Christy Gast's Bog Skirt honors the bog as material archive. The work recreates a double-scale version of the Bronze Age Egtved Girl's string skirt, whose twist structure dates back to the ceremonial solar-cycle textiles depicted in Paleolithic stone Venus sculptures. Constructed from strips of discarded knitwear destined for landfill and soaked in a walnut tannin bath, the work connects the preservative chemistry of bog sites and the Egtved Girl's oak coffin to the extended afterlife of contemporary fast fashion.

Grace Hager's work draws on personal encounters with nature, reclaiming bold psychedelic color to evoke awe, transformation, and the ungraspable. Hager’s Mirage print depicts a fleeting encounter with a wolf. Rendered in a vibrant, high-key palette, the work hovers between the real and the imagined, conjuring a heightened emotional state.

Stephen Hendee’s invented topologies warn of human intervention in the natural world. His New Hydra print offers a futuristic vision of industrialization’s imprint on port cities as sea levels rise. His Black Drawing series revisits the vector-based vernacular of his large-scale installations and his enduring investigation of the dark interplay between technology and humanity.

Emily Pettigrew draws on history, folk mythology, and observation to present scenes where layers of past and present time co-exist. Recalling references to both the land and architecture from her Maine childhood and her current home in New York’s Catskill Mountains, she creates liminal places suspended in time.
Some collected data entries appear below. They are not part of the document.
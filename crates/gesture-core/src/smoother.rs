//! Cursor motion smoothing.
//!
//! The hand position jitters by a few pixels every frame even when held
//! still. A first-order exponential filter pulls the cursor a fixed
//! fraction of the remaining distance toward the raw target each frame:
//!
//! `smoothed = smoothed + (target - smoothed) / factor`
//!
//! With `factor >= 1` the step fraction is in `(0, 1]`, so the cursor never
//! overshoots and converges geometrically on a stationary target.

use airpoint_common::config::{GestureConfig, ScreenConfig};
use airpoint_common::error::{AirpointError, AirpointResult};
use airpoint_hand_model::landmark::Point2;

use crate::geometry::normalize_point;

/// Raw and filtered cursor positions in screen pixels.
#[derive(Debug, Clone, Copy, PartialEq, Default)]
pub struct CursorState {
    /// Latest unfiltered target.
    pub raw_target: (f64, f64),
    /// Filtered position; the logical pointer location.
    pub smoothed: (f64, f64),
}

/// Exponential cursor smoother. Owns the [`CursorState`].
#[derive(Debug, Clone)]
pub struct MotionSmoother {
    factor: f64,
    state: CursorState,
}

impl MotionSmoother {
    /// Create a smoother starting at the screen origin.
    pub fn new(factor: f64) -> AirpointResult<Self> {
        if !factor.is_finite() || factor < 1.0 {
            return Err(AirpointError::config(format!(
                "smoothing factor must be >= 1.0, got {factor}"
            )));
        }
        Ok(Self {
            factor,
            state: CursorState::default(),
        })
    }

    pub fn from_config(config: &GestureConfig) -> AirpointResult<Self> {
        Self::new(config.smoothing)
    }

    /// Feed one raw target and return the new smoothed position.
    pub fn update(&mut self, raw_target: (f64, f64)) -> (f64, f64) {
        let (sx, sy) = self.state.smoothed;
        let smoothed = (
            sx + (raw_target.0 - sx) / self.factor,
            sy + (raw_target.1 - sy) / self.factor,
        );
        self.state = CursorState {
            raw_target,
            smoothed,
        };
        smoothed
    }

    pub fn state(&self) -> CursorState {
        self.state
    }

    pub fn smoothed(&self) -> (f64, f64) {
        self.state.smoothed
    }

    pub fn factor(&self) -> f64 {
        self.factor
    }
}

/// Project a frame-space point (the index fingertip) onto the screen.
pub fn screen_target(
    point: Point2,
    frame_w: u32,
    frame_h: u32,
    screen: &ScreenConfig,
) -> AirpointResult<(f64, f64)> {
    let n = normalize_point(point, frame_w, frame_h)?;
    Ok((n.x * screen.width as f64, n.y * screen.height as f64))
}

#[cfg(test)]
mod tests {
    use super::*;
    use proptest::prelude::*;

    #[test]
    fn test_first_step_moves_one_seventh() {
        let mut smoother = MotionSmoother::new(7.0).unwrap();
        let (x, y) = smoother.update((700.0, 140.0));
        assert!((x - 100.0).abs() < 1e-9);
        assert!((y - 20.0).abs() < 1e-9);
        assert_eq!(smoother.state().raw_target, (700.0, 140.0));
    }

    #[test]
    fn test_factor_one_passes_through() {
        let mut smoother = MotionSmoother::new(1.0).unwrap();
        assert_eq!(smoother.update((42.0, 17.0)), (42.0, 17.0));
    }

    #[test]
    fn test_rejects_factor_below_one() {
        assert!(MotionSmoother::new(0.5).is_err());
        assert!(MotionSmoother::new(f64::NAN).is_err());
    }

    #[test]
    fn test_damps_jitter() {
        let mut smoother = MotionSmoother::new(7.0).unwrap();
        for _ in 0..200 {
            smoother.update((500.0, 500.0));
        }
        let jitter = [(506.0, 495.0), (494.0, 504.0), (503.0, 497.0), (497.0, 502.0)];
        for target in jitter {
            let (x, y) = smoother.update(target);
            assert!((x - 500.0).abs() < 1.0, "x={x} moved too far");
            assert!((y - 500.0).abs() < 1.0, "y={y} moved too far");
        }
    }

    #[test]
    fn test_screen_target_scales_by_screen() {
        let screen = ScreenConfig {
            width: 1920,
            height: 1080,
        };
        let (x, y) = screen_target(Point2::new(320.0, 120.0), 640, 480, &screen).unwrap();
        assert!((x - 960.0).abs() < 1e-9);
        assert!((y - 270.0).abs() < 1e-9);
        assert!(screen_target(Point2::new(1.0, 1.0), 0, 480, &screen).is_err());
    }

    proptest! {
        #[test]
        fn converges_monotonically_without_overshoot(
            factor in 1.0f64..50.0,
            tx in -5000.0f64..5000.0,
            ty in -5000.0f64..5000.0,
        ) {
            let mut smoother = MotionSmoother::new(factor).unwrap();
            let mut prev_dx = tx.abs();
            let mut prev_dy = ty.abs();
            for _ in 0..100 {
                let (x, y) = smoother.update((tx, ty));
                let dx = (tx - x).abs();
                let dy = (ty - y).abs();
                prop_assert!(dx <= prev_dx + 1e-9);
                prop_assert!(dy <= prev_dy + 1e-9);
                // Never crosses the target.
                prop_assert!(tx == 0.0 || x * tx.signum() <= tx.abs() + 1e-9);
                prop_assert!(ty == 0.0 || y * ty.signum() <= ty.abs() + 1e-9);
                prev_dx = dx;
                prev_dy = dy;
            }
        }
    }
}
use std::path::PathBuf;

use airpoint_common::config::{GestureConfig, ScreenConfig};
use airpoint_gesture_core::smoother::screen_target;
use airpoint_gesture_core::{EventStateMachine, GestureClassifier, MotionSmoother};
use airpoint_hand_model::capture::{parse_captures, Capture};
use airpoint_hand_model::event::PointerEvent;
use airpoint_hand_model::landmark::{HandLandmark, HandPose, LandmarkFrame, Point2};

const W: u32 = 640;
const H: u32 = 480;
const MS: u64 = 1_000_000;

/// Smoother, classifier, and state machine wired the way the control loop
/// wires them.
struct Pipeline {
    smoother: MotionSmoother,
    classifier: GestureClassifier,
    machine: EventStateMachine,
    screen: ScreenConfig,
}

impl Pipeline {
    fn new() -> Self {
        let config = GestureConfig::default();
        Self {
            smoother: MotionSmoother::from_config(&config).unwrap(),
            classifier: GestureClassifier::from_config(&config),
            machine: EventStateMachine::new(&config),
            screen: ScreenConfig::default(),
        }
    }

    /// Non-move events per frame.
    fn feed(&mut self, captures: &[Capture]) -> Vec<Vec<PointerEvent>> {
        captures
            .iter()
            .map(|capture| {
                let Some(hand) = &capture.hand else {
                    return vec![];
                };
                let target =
                    screen_target(hand.index_tip(), capture.width, capture.height, &self.screen)
                        .unwrap();
                let cursor = self.smoother.update(target);
                let signals = self
                    .classifier
                    .classify(hand, capture.width, capture.height)
                    .unwrap();
                self.machine
                    .step(capture.timestamp_ns.unwrap(), &signals, cursor)
                    .events
                    .into_iter()
                    .filter(|e| !matches!(e, PointerEvent::Move { .. }))
                    .collect()
            })
            .collect()
    }
}

/// Hand with the thumb `pinch` and the middle finger `spread` away from the
/// index tip, both as frame-normalized horizontal offsets.
fn hand(pinch: f64, spread: f64, index_y: f64) -> LandmarkFrame {
    let index = Point2::new(320.0, index_y);
    HandPose::at(Point2::new(320.0, 400.0))
        .with(HandLandmark::IndexTip, index)
        .with(HandLandmark::ThumbTip, Point2::new(index.x + pinch * W as f64, index.y))
        .with(HandLandmark::MiddleTip, Point2::new(index.x + spread * W as f64, index.y))
        .build()
}

fn frame(t_ms: u64, pinch: f64) -> Capture {
    Capture::hand(W, H, hand(pinch, 0.08, 200.0)).at(t_ms * MS)
}

#[test]
fn held_pinch_then_release_is_drag_start_and_end() {
    let mut captures: Vec<Capture> = (0..5).map(|i| frame(i * 30, 0.02)).collect();
    captures.extend((5..7).map(|i| frame(i * 30, 0.1)));

    let per_frame = Pipeline::new().feed(&captures);

    assert_eq!(per_frame[0], vec![PointerEvent::DragStart]);
    for events in &per_frame[1..5] {
        assert!(events.is_empty());
    }
    assert_eq!(per_frame[5], vec![PointerEvent::DragEnd]);
    assert!(per_frame[6].is_empty());
}

#[test]
fn two_short_pulses_become_double_click() {
    let captures = vec![
        frame(0, 0.02),
        frame(100, 0.1),
        frame(200, 0.02),
        frame(300, 0.1),
    ];
    let flat: Vec<PointerEvent> = Pipeline::new().feed(&captures).concat();
    assert_eq!(
        flat,
        vec![
            PointerEvent::DragStart,
            PointerEvent::DragEnd,
            PointerEvent::DoubleClick
        ]
    );
}

#[test]
fn pinch_held_past_window_never_clicks() {
    let mut captures: Vec<Capture> = (0..30).map(|i| frame(i * 33, 0.02)).collect();
    captures.push(frame(30 * 33, 0.1));
    let flat: Vec<PointerEvent> = Pipeline::new().feed(&captures).concat();
    assert_eq!(flat, vec![PointerEvent::DragStart, PointerEvent::DragEnd]);
}

#[test]
fn open_hand_scrolls_with_smoothed_cursor() {
    let mut pipeline = Pipeline::new();
    // Let the smoother settle on the starting height before opening the hand.
    let settle: Vec<Capture> = (0..100)
        .map(|i| Capture::hand(W, H, hand(0.2, 0.08, 300.0)).at(i * 30 * MS))
        .collect();
    pipeline.feed(&settle);

    let mut captures = vec![];
    for i in 0..30u64 {
        // Raise the hand 4px per frame.
        let y = 300.0 - 4.0 * i as f64;
        captures.push(Capture::hand(W, H, hand(0.2, 0.2, y)).at((3000 + i * 30) * MS));
    }
    let flat: Vec<PointerEvent> = pipeline.feed(&captures).concat();

    assert!(!flat.is_empty());
    for event in flat {
        match event {
            PointerEvent::Scroll { amount } => assert!(amount > 0 && amount <= 10),
            other => panic!("unexpected {other:?}"),
        }
    }
}

#[test]
fn recorded_pinch_session_fixture() {
    let path = PathBuf::from(env!("CARGO_MANIFEST_DIR"))
        .join("..")
        .join("..")
        .join("fixtures")
        .join("pinch-session.jsonl");
    let content = std::fs::read_to_string(path).expect("fixture should be readable");
    let captures = parse_captures(&content).expect("fixture should parse");
    assert_eq!(captures.len(), 9);

    let per_frame = Pipeline::new().feed(&captures);
    let expected: Vec<Vec<PointerEvent>> = vec![
        vec![PointerEvent::DragStart],
        vec![PointerEvent::DragEnd],
        vec![PointerEvent::DoubleClick],
        vec![],
        vec![PointerEvent::DragStart],
        vec![],
        vec![],
        vec![PointerEvent::DragEnd],
        vec![],
    ];
    assert_eq!(per_frame, expected);
}
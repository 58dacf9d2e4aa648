//! Status overlay.

use serde::Serialize;
use tracing::info;

use airpoint_common::clock::{RateController, TimestampNs};
use airpoint_common::config::OverlayConfig;

/// Status shown to the user while the overlay is visible.
#[derive(Debug, Clone, PartialEq, Serialize)]
pub struct OverlayStatus {
    pub timestamp_ns: TimestampNs,
    pub mouse_enabled: bool,
    /// Last discrete action, e.g. "Drag Start", or "Idle".
    pub action: String,
    /// Gesture summary, e.g. "Pinch:true TwoPinch:false", or "No hand".
    pub gesture: String,
    pub fps: f64,
}

impl OverlayStatus {
    /// One-line rendering.
    pub fn line(&self) -> String {
        format!(
            "Mouse: {} | Action: {} | Gesture: {} | FPS: {:.1}",
            if self.mouse_enabled { "ON" } else { "OFF" },
            self.action,
            self.gesture,
            self.fps
        )
    }
}

/// Receives a status every frame the overlay is visible.
pub trait OverlaySink: Send {
    fn render(&mut self, status: &OverlayStatus);
}

/// Ignores every status.
#[derive(Debug, Default)]
pub struct NullOverlay;

impl OverlaySink for NullOverlay {
    fn render(&mut self, _status: &OverlayStatus) {}
}

/// Logs the status line at `info`, at most `refresh_hz` times a second.
#[derive(Debug)]
pub struct TracingOverlay {
    rate: RateController,
    last_action: Option<String>,
}

impl TracingOverlay {
    pub fn new(config: &OverlayConfig) -> Self {
        Self {
            rate: RateController::new(config.refresh_hz),
            last_action: None,
        }
    }
}

impl OverlaySink for TracingOverlay {
    fn render(&mut self, status: &OverlayStatus) {
        // A changed action is always shown so short clicks are not lost
        // between refreshes.
        let action_changed = self.last_action.as_deref() != Some(status.action.as_str());
        if self.rate.should_tick(status.timestamp_ns) || action_changed {
            info!(
                mouse_enabled = status.mouse_enabled,
                action = %status.action,
                gesture = %status.gesture,
                fps = format_args!("{:.1}", status.fps),
                "{}",
                status.line()
            );
            self.last_action = Some(status.action.clone());
        }
    }
}

#[cfg(test)]
mod tests {
    use super::*;

    fn status(action: &str) -> OverlayStatus {
        OverlayStatus {
            timestamp_ns: 0,
            mouse_enabled: true,
            action: action.to_string(),
            gesture: "No hand".to_string(),
            fps: 29.97,
        }
    }

    #[test]
    fn test_status_line() {
        assert_eq!(
            status("Idle").line(),
            "Mouse: ON | Action: Idle | Gesture: No hand | FPS: 30.0"
        );
    }

    #[test]
    fn test_tracing_overlay_tracks_last_action() {
        let mut overlay = TracingOverlay::new(&OverlayConfig::default());
        overlay.render(&status("Idle"));
        overlay.render(&status("Click"));
        assert_eq!(overlay.last_action.as_deref(), Some("Click"));
    }
}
Halsey Rodman's practice asks us to consider time in relation to everything from plants to planets, collapsing vast temporal scales into intimate, direct observation and simultaneous perspective. His sculpture The Wind at Night (B) draws on his decades-long work at High Desert Test Sites in Joshua Tree, California, where the desert’s apparent stillness disguises the continuous, natural and human-made microevolutions of the landscape. Mastic Tree from Five Angles depicts the shadows of a tree encountered at a residency in France.

Molly Smith has been exploring the landscape for decades through material and observational processes drawn from her surroundings. Created over the course of her pregnancy while living in a cabin she built with her partner, her large-scale work on paper uses ink made from oak tree galls. Her smaller watercolors and drawings are portals into the rhythms of her rural farmlife in Massachusetts.

rocki swiderski's work investigates the American Southwest as a site between the seen and the imagined, where water is precious, night offers refuge from the sun, and military installations encroach on the landscape. Their painting night mare (dream horse) depicts an equine figure at the edge of a bramble, functioning simultaneously as protector, sentinel, and mythic presence.

Hai Zhang emigrated to the US from China in the early 2000s, and his work as a photographer took him across the globe. During the pandemic he moved to a cottage in the Catskill Mountains with his family and now divides his time between New York City and the woods. His photo-sculptural works examine the history of the Catskill forests as a site of intervention–where land is cleared, trees are trained, and nature is shaped by human desire.

The vernal equinox promises equilibrium, but these artists refuse an easy balance. The landscapes here—whether remembered, imagined, or observed—hold space for contradiction and insist we pay closer attention to what is already disappearing.